> [Items from a dataset]:
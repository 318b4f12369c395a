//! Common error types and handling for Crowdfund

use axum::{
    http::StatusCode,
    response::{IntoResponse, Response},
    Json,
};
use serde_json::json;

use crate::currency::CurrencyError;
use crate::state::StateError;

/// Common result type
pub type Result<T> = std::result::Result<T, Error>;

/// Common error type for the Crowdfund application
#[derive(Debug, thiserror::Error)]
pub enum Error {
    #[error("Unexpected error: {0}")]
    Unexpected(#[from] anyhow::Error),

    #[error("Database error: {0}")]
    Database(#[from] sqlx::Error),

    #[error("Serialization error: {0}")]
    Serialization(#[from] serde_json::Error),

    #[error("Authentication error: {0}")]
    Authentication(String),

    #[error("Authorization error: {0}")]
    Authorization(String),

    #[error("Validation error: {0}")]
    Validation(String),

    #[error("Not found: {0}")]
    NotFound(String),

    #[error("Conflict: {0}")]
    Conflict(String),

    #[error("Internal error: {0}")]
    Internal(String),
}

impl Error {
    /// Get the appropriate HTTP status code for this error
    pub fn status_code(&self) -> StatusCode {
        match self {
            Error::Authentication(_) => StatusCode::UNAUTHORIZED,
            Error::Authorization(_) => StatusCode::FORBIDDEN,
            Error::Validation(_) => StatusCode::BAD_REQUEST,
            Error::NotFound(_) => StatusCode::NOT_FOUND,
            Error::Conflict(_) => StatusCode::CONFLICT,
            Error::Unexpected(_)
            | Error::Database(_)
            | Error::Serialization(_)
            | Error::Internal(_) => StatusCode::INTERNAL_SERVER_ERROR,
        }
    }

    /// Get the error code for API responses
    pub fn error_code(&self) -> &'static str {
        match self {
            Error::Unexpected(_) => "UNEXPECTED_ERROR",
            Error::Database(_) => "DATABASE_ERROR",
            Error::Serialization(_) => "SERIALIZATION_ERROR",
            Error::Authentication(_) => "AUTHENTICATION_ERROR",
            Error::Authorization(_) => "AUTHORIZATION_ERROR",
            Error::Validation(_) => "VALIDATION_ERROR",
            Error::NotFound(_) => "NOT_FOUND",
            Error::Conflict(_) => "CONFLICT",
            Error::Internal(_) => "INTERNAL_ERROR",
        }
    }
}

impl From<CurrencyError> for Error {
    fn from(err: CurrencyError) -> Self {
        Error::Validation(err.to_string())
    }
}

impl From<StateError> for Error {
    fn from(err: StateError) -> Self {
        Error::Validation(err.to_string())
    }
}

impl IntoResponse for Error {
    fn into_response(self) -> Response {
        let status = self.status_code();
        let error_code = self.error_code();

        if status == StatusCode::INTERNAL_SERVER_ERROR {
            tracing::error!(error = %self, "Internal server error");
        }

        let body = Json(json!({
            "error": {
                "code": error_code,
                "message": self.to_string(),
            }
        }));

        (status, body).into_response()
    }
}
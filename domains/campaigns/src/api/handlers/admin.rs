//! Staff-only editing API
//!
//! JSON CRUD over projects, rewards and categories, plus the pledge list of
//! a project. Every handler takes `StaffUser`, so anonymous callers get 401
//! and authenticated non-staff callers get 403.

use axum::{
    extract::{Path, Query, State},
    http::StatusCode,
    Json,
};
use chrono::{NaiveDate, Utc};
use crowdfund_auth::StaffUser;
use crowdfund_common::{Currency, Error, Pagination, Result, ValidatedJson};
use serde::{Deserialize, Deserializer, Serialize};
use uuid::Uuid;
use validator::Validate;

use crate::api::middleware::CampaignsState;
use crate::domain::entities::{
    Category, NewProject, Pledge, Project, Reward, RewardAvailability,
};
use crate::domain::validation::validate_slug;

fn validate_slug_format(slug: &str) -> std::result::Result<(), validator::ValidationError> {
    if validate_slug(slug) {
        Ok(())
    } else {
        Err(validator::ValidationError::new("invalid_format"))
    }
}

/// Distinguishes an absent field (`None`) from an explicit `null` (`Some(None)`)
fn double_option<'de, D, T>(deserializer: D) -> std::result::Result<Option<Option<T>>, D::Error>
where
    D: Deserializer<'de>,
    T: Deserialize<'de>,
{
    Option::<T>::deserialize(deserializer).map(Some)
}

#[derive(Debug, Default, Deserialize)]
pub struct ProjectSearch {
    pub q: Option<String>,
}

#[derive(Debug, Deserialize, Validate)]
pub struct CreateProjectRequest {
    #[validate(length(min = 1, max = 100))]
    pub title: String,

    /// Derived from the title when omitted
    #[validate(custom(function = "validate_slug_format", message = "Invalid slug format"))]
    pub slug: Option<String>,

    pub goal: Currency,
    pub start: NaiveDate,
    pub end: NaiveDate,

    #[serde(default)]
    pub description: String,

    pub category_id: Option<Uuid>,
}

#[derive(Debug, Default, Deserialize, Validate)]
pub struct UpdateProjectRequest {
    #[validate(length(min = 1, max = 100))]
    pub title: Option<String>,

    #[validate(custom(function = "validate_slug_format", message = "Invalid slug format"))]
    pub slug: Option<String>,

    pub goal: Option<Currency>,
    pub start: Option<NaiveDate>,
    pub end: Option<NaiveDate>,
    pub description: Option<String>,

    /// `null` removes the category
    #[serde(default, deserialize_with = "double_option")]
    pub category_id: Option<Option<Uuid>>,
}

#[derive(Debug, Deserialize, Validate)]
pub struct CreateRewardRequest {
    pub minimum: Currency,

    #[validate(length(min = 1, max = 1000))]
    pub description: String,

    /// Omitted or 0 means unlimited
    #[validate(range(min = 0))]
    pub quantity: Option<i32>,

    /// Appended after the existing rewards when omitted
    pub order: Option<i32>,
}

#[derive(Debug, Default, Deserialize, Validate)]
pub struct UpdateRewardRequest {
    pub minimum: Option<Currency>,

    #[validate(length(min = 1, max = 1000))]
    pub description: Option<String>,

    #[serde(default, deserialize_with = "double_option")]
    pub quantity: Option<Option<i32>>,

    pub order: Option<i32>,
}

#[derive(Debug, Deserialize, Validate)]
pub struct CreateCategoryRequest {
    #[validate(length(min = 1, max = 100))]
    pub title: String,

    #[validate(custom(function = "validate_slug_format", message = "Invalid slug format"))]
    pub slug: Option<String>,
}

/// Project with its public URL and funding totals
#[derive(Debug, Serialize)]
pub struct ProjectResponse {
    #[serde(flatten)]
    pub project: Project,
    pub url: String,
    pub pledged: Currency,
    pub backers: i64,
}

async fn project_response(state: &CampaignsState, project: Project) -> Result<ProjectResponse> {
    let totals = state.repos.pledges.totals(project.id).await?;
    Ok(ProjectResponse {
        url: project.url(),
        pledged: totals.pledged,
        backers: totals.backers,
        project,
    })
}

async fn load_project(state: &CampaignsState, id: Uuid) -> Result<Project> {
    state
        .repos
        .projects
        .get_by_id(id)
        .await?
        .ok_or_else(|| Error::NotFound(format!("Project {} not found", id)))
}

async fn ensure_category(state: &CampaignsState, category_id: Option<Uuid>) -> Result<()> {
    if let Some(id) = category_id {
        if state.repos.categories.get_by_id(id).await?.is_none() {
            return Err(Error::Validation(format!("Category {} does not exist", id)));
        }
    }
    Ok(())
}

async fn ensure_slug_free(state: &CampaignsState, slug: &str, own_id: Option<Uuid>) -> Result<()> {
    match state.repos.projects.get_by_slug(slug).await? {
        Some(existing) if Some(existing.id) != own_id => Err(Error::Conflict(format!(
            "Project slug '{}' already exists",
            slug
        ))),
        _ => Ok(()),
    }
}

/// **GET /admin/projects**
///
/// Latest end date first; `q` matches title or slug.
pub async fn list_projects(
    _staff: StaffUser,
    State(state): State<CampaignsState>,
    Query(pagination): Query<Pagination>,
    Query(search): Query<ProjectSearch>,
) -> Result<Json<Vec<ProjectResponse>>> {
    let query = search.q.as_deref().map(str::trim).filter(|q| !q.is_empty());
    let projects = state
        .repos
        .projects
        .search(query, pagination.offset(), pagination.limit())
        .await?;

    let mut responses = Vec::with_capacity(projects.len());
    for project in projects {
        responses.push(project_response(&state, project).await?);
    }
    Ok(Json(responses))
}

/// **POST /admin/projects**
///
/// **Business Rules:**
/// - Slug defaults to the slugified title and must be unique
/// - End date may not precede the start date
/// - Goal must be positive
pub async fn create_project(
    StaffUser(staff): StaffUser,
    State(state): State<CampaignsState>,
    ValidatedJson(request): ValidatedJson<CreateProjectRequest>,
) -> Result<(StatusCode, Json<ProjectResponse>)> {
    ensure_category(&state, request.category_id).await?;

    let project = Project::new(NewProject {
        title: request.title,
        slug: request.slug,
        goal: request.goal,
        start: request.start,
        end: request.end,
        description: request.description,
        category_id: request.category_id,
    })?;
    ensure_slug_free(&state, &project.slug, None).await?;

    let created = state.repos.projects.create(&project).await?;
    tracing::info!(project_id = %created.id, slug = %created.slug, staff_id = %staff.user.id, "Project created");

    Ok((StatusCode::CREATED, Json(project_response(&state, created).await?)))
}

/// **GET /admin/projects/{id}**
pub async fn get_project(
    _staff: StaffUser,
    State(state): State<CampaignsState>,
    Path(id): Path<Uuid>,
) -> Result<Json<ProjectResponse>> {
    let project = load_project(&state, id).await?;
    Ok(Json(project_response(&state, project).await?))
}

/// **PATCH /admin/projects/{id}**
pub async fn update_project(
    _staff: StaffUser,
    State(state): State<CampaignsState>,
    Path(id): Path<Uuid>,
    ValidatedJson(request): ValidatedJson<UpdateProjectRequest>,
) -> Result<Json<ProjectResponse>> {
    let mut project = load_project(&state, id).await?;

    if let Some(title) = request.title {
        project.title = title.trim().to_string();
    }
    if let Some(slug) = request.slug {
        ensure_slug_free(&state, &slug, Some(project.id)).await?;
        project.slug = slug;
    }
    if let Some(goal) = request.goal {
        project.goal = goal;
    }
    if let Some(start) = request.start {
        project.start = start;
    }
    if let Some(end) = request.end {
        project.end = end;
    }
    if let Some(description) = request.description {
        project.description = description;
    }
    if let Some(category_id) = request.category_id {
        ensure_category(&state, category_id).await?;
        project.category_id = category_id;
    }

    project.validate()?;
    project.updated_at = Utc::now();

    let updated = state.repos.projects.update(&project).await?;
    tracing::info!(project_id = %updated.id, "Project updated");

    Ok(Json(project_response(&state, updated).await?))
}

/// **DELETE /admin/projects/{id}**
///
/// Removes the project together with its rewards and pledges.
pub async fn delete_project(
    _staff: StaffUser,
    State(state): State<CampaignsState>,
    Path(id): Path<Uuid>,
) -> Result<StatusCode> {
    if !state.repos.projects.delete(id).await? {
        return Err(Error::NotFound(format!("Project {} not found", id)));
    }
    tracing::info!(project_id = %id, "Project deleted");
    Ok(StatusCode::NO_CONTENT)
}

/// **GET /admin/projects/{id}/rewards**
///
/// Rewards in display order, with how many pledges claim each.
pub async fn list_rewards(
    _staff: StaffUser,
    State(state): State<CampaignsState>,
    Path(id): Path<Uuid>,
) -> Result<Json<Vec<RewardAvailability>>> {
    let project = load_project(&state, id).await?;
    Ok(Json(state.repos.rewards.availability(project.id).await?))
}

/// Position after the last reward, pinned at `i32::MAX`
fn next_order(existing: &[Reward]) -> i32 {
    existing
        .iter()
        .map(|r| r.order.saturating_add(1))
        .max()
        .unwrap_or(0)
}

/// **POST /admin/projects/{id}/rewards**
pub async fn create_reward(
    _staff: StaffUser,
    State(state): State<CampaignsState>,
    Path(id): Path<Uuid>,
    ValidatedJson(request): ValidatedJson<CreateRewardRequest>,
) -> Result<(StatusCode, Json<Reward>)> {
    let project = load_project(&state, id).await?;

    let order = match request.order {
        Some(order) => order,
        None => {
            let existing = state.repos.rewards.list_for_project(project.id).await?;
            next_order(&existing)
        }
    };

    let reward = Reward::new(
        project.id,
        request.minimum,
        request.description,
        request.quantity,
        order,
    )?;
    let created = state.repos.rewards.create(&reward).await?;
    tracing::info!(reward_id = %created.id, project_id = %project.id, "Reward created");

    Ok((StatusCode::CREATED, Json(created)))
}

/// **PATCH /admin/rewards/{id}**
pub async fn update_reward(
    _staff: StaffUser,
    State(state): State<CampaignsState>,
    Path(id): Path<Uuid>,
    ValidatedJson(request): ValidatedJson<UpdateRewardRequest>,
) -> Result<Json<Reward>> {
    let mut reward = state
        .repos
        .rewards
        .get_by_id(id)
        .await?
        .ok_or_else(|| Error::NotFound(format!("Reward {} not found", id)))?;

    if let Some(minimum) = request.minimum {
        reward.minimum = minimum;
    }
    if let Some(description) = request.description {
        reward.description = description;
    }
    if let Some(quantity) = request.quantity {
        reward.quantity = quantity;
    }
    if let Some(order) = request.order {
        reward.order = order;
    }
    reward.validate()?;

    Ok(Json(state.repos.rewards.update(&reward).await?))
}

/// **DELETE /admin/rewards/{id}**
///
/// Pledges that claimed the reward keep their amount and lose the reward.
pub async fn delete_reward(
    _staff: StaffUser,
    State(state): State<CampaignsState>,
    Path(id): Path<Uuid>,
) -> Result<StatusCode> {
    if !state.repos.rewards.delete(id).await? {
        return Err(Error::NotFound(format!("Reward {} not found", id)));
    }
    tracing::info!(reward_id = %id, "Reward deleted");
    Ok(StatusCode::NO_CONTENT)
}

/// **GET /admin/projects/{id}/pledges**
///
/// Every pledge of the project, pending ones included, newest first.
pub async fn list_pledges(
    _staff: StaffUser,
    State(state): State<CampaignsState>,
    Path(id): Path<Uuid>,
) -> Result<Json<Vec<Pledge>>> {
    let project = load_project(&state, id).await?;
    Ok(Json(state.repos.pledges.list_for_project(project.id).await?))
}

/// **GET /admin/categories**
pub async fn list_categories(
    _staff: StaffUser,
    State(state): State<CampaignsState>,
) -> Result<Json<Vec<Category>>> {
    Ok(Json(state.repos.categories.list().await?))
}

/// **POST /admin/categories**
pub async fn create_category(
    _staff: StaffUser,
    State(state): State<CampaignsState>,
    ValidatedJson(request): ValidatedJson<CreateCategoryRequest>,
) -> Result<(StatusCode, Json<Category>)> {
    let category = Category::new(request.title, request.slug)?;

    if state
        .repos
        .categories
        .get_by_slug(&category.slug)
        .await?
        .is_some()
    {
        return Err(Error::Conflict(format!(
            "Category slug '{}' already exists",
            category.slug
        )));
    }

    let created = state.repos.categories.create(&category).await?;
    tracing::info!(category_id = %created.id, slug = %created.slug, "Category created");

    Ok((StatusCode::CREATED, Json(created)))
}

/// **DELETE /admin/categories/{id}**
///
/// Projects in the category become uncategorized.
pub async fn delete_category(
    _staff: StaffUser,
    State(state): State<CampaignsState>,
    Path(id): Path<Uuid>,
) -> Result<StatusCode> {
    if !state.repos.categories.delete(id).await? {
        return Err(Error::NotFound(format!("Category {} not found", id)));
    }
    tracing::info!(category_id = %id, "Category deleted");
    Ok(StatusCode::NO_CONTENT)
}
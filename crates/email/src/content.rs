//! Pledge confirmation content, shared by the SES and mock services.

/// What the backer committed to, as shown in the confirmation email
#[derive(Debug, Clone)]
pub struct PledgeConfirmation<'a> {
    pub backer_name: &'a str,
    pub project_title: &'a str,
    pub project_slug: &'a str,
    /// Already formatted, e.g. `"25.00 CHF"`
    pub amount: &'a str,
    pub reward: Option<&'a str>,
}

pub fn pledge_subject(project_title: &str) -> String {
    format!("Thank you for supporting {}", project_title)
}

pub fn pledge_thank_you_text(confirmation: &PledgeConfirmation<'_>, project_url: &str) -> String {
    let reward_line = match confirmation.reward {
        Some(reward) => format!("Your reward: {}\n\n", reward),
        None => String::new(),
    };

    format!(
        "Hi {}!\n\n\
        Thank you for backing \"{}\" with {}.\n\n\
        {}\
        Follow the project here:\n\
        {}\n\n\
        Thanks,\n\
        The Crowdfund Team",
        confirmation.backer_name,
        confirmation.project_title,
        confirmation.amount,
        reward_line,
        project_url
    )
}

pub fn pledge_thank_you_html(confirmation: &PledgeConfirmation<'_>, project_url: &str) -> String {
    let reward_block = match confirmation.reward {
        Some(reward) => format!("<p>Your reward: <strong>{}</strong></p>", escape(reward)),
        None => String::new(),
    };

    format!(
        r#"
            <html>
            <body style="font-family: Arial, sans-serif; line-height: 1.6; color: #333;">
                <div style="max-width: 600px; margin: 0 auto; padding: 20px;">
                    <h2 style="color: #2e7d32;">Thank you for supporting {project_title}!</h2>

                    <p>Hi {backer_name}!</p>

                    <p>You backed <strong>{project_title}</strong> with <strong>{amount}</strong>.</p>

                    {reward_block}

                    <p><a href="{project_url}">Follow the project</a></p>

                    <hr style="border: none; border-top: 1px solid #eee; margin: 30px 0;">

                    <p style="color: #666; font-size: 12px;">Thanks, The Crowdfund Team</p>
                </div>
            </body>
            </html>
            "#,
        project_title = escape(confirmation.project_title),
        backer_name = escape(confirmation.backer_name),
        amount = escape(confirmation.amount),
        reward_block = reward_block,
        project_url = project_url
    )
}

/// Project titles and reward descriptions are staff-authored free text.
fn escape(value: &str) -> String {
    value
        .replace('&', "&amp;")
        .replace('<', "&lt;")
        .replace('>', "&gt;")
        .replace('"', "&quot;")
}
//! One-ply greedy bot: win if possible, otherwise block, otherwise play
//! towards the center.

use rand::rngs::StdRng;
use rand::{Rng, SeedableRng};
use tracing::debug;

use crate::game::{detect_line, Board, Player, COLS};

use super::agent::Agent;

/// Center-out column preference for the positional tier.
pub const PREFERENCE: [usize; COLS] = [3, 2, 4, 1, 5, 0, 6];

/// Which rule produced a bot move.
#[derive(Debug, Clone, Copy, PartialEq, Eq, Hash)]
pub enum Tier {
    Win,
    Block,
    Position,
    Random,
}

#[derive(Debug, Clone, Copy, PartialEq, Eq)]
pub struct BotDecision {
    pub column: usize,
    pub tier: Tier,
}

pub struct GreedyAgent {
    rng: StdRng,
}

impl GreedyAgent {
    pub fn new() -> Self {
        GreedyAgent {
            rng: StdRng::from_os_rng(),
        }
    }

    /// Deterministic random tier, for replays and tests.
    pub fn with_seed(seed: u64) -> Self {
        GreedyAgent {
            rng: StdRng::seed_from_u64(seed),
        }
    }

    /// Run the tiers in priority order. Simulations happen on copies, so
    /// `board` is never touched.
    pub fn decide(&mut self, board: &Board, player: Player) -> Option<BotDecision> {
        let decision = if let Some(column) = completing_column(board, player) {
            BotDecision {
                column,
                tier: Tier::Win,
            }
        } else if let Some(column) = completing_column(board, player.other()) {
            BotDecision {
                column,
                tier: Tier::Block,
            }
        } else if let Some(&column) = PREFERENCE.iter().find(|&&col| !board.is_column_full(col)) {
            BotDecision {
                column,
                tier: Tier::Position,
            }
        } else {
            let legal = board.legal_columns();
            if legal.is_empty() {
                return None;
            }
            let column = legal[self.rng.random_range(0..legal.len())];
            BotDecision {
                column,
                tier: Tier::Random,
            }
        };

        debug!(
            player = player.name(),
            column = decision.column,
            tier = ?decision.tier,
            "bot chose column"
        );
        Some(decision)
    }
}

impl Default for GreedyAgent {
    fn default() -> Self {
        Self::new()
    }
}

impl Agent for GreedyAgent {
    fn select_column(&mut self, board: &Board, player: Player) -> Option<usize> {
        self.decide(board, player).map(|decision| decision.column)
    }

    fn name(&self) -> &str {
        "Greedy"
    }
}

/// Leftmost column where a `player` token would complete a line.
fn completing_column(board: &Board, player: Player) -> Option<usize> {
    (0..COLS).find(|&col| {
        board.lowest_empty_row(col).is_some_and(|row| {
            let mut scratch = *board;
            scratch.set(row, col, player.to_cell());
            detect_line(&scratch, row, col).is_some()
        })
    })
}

> [EXERCISE REQUIREMENTS]: In the records above, how many lines include the string "ValidatedJson"? Answer with only the number.

> [RESPONSE FOR THIS EXERCISE]: 6